# Real Life "WIZARD OF OZ" Tornado photos from Kansas



## Melensdad

Yikes!!!
*Too close for comfort: The astonishing twisters captured by storm-chasing photographer*
By DAILY MAIL REPORTER
Last updated at 3:48 PM on 14th September 2009
http://www.dailymail.co.uk/news/wor...ured-storm-chasing-photographer-Jim-Reed.html

Running towards a raging twister might seem insane to most people but for one artist, such perils are all in a day's work.  Storm chaser Jim Reed has narrowly escaped death twice in his pursuit of the perfect stormy shot. 
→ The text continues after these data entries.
impl PythonBackend {
    /// Creates the backend.
    #[must_use]
    pub const fn new(settings: GeneratorSettings) -> Self {
        Self { settings }
    }

    fn parameter_declaration(&self, parameter: &SignatureParameter) -> String {
        let mut declaration = format!(
            "{}: {}",
            identifier(&parameter.name),
            self.render_type(&parameter.type_ref)
        );

        if !parameter.required {
            declaration.push_str(" = None");
        }

        declaration
    }

    fn content_code(parameter: &SignatureParameter) -> String {
        let name = identifier(&parameter.name);

        match parameter.position {
            ParameterPosition::Body(MediaType::OctetStream) => name,
            _ if parameter.is_optional() => {
                format!("None if {name} is None else json.dumps(JsonEncoder.encode({name}))")
            }
            _ => format!("json.dumps(JsonEncoder.encode({name}))"),
        }
    }

    fn flavor_context(&self, flavor: ClientFlavor) -> FlavorContext {
        let is_async = flavor == ClientFlavor::Async;

        FlavorContext {
            suffix: flavor.class_suffix(),
            def: if is_async { "async def" } else { "def" },
            awaits: if is_async { "await " } else { "" },
            aclose: if is_async { "aclose" } else { "close" },
            read: if is_async { "aread" } else { "read" },
            enter: if is_async { "aenter" } else { "enter" },
            exit: if is_async { "aexit" } else { "exit" },
            http_client: if is_async { "AsyncClient" } else { "Client" },
            refresher: if is_async {
                "Callable[[], Awaitable[str]]"
            } else {
                "Callable[[], str]"
            },
        }
    }

    fn client_context(&self, versions: &[VersionModule]) -> ClientContext {
        let settings = &self.settings;

        ClientContext {
            client_name: settings.client_name.clone(),
            exception_type: settings.exception_type.clone(),
            exception_code_prefix: settings.exception_code_prefix.clone(),
            configuration_header_key: settings.configuration_header_key.clone(),
            access_token: settings.has(Capability::AccessToken),
            refresh_token: settings.has(Capability::RefreshToken),
            extended_features: settings.has(Capability::ExtendedFeatures),
            versions: versions
                .iter()
                .map(|version| VersionEntry {
                    module: version.version.as_str().to_string(),
                    type_name: version.version.type_name(),
                    title: version.title.clone(),
                })
                .collect(),
            flavors: self
                .client_flavors()
                .iter()
                .map(|flavor| self.flavor_context(*flavor))
                .collect(),
        }
    }

    fn version_context<'v>(&self, version: &'v VersionModule) -> VersionContext<'v> {
        let sub_clients: Vec<_> = version
            .sub_clients
            .iter()
            .map(|sub_client| SubClientEntry {
                name: sub_client.name.clone(),
                property: to_snake_case(&sub_client.name),
            })
            .collect();

        let flavors = self
            .client_flavors()
            .iter()
            .map(|flavor| VersionFlavor {
                suffix: flavor.class_suffix(),
                sources: version
                    .sub_clients
                    .iter()
                    .filter_map(|sub_client| sub_client.source(*flavor))
                    .collect(),
                sub_clients: sub_clients.clone(),
            })
            .collect();

        VersionContext {
            client_name: self.settings.client_name.clone(),
            type_name: version.version.type_name(),
            title: &version.title,
            models: version.models.iter().map(String::as_str).collect(),
            flavors,
        }
    }
}

impl Backend for PythonBackend {
    fn target(&self) -> Target {
        Target::Python
    }

    fn render_type(&self, type_ref: &TypeRef) -> String {
        match type_ref {
            TypeRef::Boolean => "bool".to_string(),
            TypeRef::Float64 => "float".to_string(),
            TypeRef::Int32 => "int".to_string(),
            TypeRef::Text | TypeRef::Uri => "str".to_string(),
            TypeRef::Guid => "UUID".to_string(),
            TypeRef::Duration => "timedelta".to_string(),
            TypeRef::DateTime => "datetime".to_string(),
            TypeRef::Dynamic => "object".to_string(),
            TypeRef::Named(name) => name.clone(),
            TypeRef::Sequence(item) => format!("list[{}]", self.render_type(item)),
            TypeRef::Map(value) => format!("dict[str, {}]", self.render_type(value)),
            TypeRef::Optional(inner) => format!("Optional[{}]", self.render_type(inner)),
            TypeRef::ByteStream => "Union[bytes, Iterable[bytes], AsyncIterable[bytes]]".to_string(),
            TypeRef::RawResponse => "Response".to_string(),
            TypeRef::Cancellation => "None".to_string(),
        }
    }

    fn render_model(&self, model: &GeneratedType) -> String {
        let mut text = String::new();
        let description = doc_line(model.description.as_deref());

        match &model.body {
            ModelBody::Enum(members) => {
                text.push_str(&format!("class {}(Enum):\n", model.name));
                text.push_str(&format!("    \"\"\"{description}\"\"\"\n"));

                for member in members {
                    text.push('\n');
                    text.push_str(&format!(
                        "    {} = \"{}\"\n",
                        enum_member(&member.value),
                        escape(&member.value)
                    ));
                    text.push_str(&format!(
                        "    \"\"\"{}\"\"\"\n",
                        doc_line(member.documentation.as_deref())
                    ));
                }
            }
            ModelBody::Record(fields) => {
                text.push_str("@dataclass(frozen=True)\n");
                text.push_str(&format!("class {}:\n", model.name));
                text.push_str("    \"\"\"\n");
                text.push_str(&format!("    {description}\n"));
                text.push('\n');
                text.push_str("    Args:\n");

                for field in fields {
                    text.push_str(&format!(
                        "        {}: {}\n",
                        identifier(&field.name),
                        doc_line(field.description.as_deref())
                    ));
                }

                text.push_str("    \"\"\"\n");

                for field in fields {
                    let name = identifier(&field.name);
                    let metadata = if json_name_of(&name) == field.name {
                        String::new()
                    } else {
                        format!(" = field(metadata={{\"json_name\": \"{}\"}})", escape(&field.name))
                    };

                    text.push('\n');
                    text.push_str(&format!(
                        "    {name}: {}{metadata}\n",
                        self.render_type(&field.type_ref)
                    ));
                    text.push_str(&format!(
                        "    \"\"\"{}\"\"\"\n",
                        doc_line(field.description.as_deref())
                    ));
                }
            }
        }

        text
    }

    fn client_flavors(&self) -> &'static [ClientFlavor] {
        &[ClientFlavor::Sync, ClientFlavor::Async]
    }

    fn interface_method(&self, _signature: &MethodSignature, _variant: MethodVariant) -> Option<String> {
        None
    }

    fn implementation_method(&self, signature: &MethodSignature, variant: MethodVariant) -> String {
        let parameters: Vec<_> = signature.parameters(MethodVariant::Sync).collect();

        let declarations: Vec<_> = std::iter::once("self".to_string())
            .chain(parameters.iter().map(|parameter| self.parameter_declaration(parameter)))
            .collect();

        let return_type = signature
            .return_type
            .as_ref()
            .map_or_else(|| "None".to_string(), |type_ref| self.render_type(type_ref));

        let annotation = match variant {
            MethodVariant::Sync => return_type.clone(),
            MethodVariant::Async => format!("Awaitable[{return_type}]"),
        };

        let mut text = String::new();

        text.push_str(&format!(
            "    def {}({}) -> {annotation}:\n",
            to_snake_case(&signature.name),
            declarations.join(", ")
        ));
        text.push_str("        \"\"\"\n");
        text.push_str(&format!("        {}\n", doc_line(signature.summary.as_deref())));

        if !parameters.is_empty() {
            text.push('\n');
            text.push_str("        Args:\n");

            for parameter in &parameters {
                text.push_str(&format!(
                    "            {}: {}\n",
                    identifier(&parameter.name),
                    doc_line(parameter.description.as_deref())
                ));
            }
        }

        text.push_str("        \"\"\"\n");
        text.push('\n');
        text.push_str(&format!("        __url = \"{}\"\n", signature.path));

        for parameter in signature.path_parameters() {
            text.push_str(&format!(
                "        __url = __url.replace(\"{{{}}}\", quote(_to_string({}), safe=\"\"))\n",
                parameter.name,
                identifier(&parameter.name)
            ));
        }

        let query: Vec<_> = signature.query_parameters().collect();

        if !query.is_empty() {
            text.push('\n');
            text.push_str("        __query_values: dict[str, str] = {}\n");
            text.push('\n');

            for parameter in query {
                let name = identifier(&parameter.name);
                let value = format!("quote(_to_string({name}), safe=\"\")");

                if parameter.is_optional() {
                    text.push_str(&format!("        if {name} is not None:\n"));
                    text.push_str(&format!(
                        "            __query_values[\"{}\"] = {value}\n",
                        parameter.name
                    ));
                } else {
                    text.push_str(&format!(
                        "        __query_values[\"{}\"] = {value}\n",
                        parameter.name
                    ));
                }

                text.push('\n');
            }

            text.push_str("        __query: str = \"?\" + \"&\".join(f\"{key}={value}\" for (key, value) in __query_values.items())\n");
            text.push_str("        __url += __query\n");
        }

        let type_argument = if signature.return_type.is_some() {
            return_type
        } else {
            "type(None)".to_string()
        };
        let accept = signature
            .accept
            .map_or_else(|| "None".to_string(), |media| format!("\"{media}\""));
        let content_type = signature
            .content_type()
            .map_or_else(|| "None".to_string(), |media| format!("\"{media}\""));
        let content = signature
            .body()
            .map_or_else(|| "None".to_string(), Self::content_code);

        text.push('\n');
        text.push_str(&format!(
            "        return self.___client._invoke({type_argument}, \"{}\", __url, {accept}, {content_type}, {content})\n",
            signature.method.as_str()
        ));

        text
    }

    fn sub_client_source(
        &self,
        group: &str,
        flavor: ClientFlavor,
        _interface_methods: &[String],
        implementation_methods: &[String],
    ) -> String {
        let suffix = flavor.class_suffix();
        let client_name = &self.settings.client_name;
        let mut text = String::new();

        text.push_str(&format!("class {group}{suffix}Client:\n"));
        text.push_str(&format!(
            "    \"\"\"Provides methods to interact with {}.\"\"\"\n",
            group_words(group)
        ));
        text.push('\n');
        text.push_str(&format!("    ___client: {client_name}{suffix}Client\n"));
        text.push('\n');
        text.push_str(&format!("    def __init__(self, client: {client_name}{suffix}Client):\n"));
        text.push_str("        self.___client = client\n");

        for method in implementation_methods {
            text.push('\n');
            text.push_str(method);
        }

        text
    }

    fn render_files(
        &self,
        engine: &TemplateEngine<'_>,
        versions: &[VersionModule],
    ) -> Result<GeneratedCode> {
        let mut code = GeneratedCode::new();
        let client = self.client_context(versions);

        code.add_file(GeneratedFile {
            path: "_shared.py".to_string(),
            content: engine.render("python/shared", &client)?,
        });

        code.add_file(GeneratedFile {
            path: "_client.py".to_string(),
            content: engine.render("python/client", &client)?,
        });

        for version in versions {
            let content = engine.render("python/version", &self.version_context(version))?;

            code.add_file(GeneratedFile {
                path: format!("{}.py", version.version.as_str()),
                content,
            });

            tracing::debug!("Rendered Python version {}", version.version);
        }

        code.add_file(GeneratedFile {
            path: "__init__.py".to_string(),
            content: engine.render("python/init", &client)?,
        });

        Ok(code)
    }
}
Up close: A tornado with large Liberty Bell shaped debris cloud swirls across a dirt road less than 500 feet in front of an unmarked Kansas State Trooper patrol car

His experiences have been brought together in the revised and expanded version of his award-winning photo book, 'Storm Chaser: A Photographer's Journey.'

The awe-inspiring images chronicle Reed's travels through more than 2,000 U.S. counties documenting some of America's most deadly and spectacular weather.   

'Storm Chaser includes the most memorable photos and experiences of 17 years of photographing wild weather,' said Reed. 

'These experiences have shaped and changed my life.'
Re-released in June of this year, the book documents 17 hurricanes, including Hurricanes Charley in 2004, Katrina in 2005 and Ike in 2008.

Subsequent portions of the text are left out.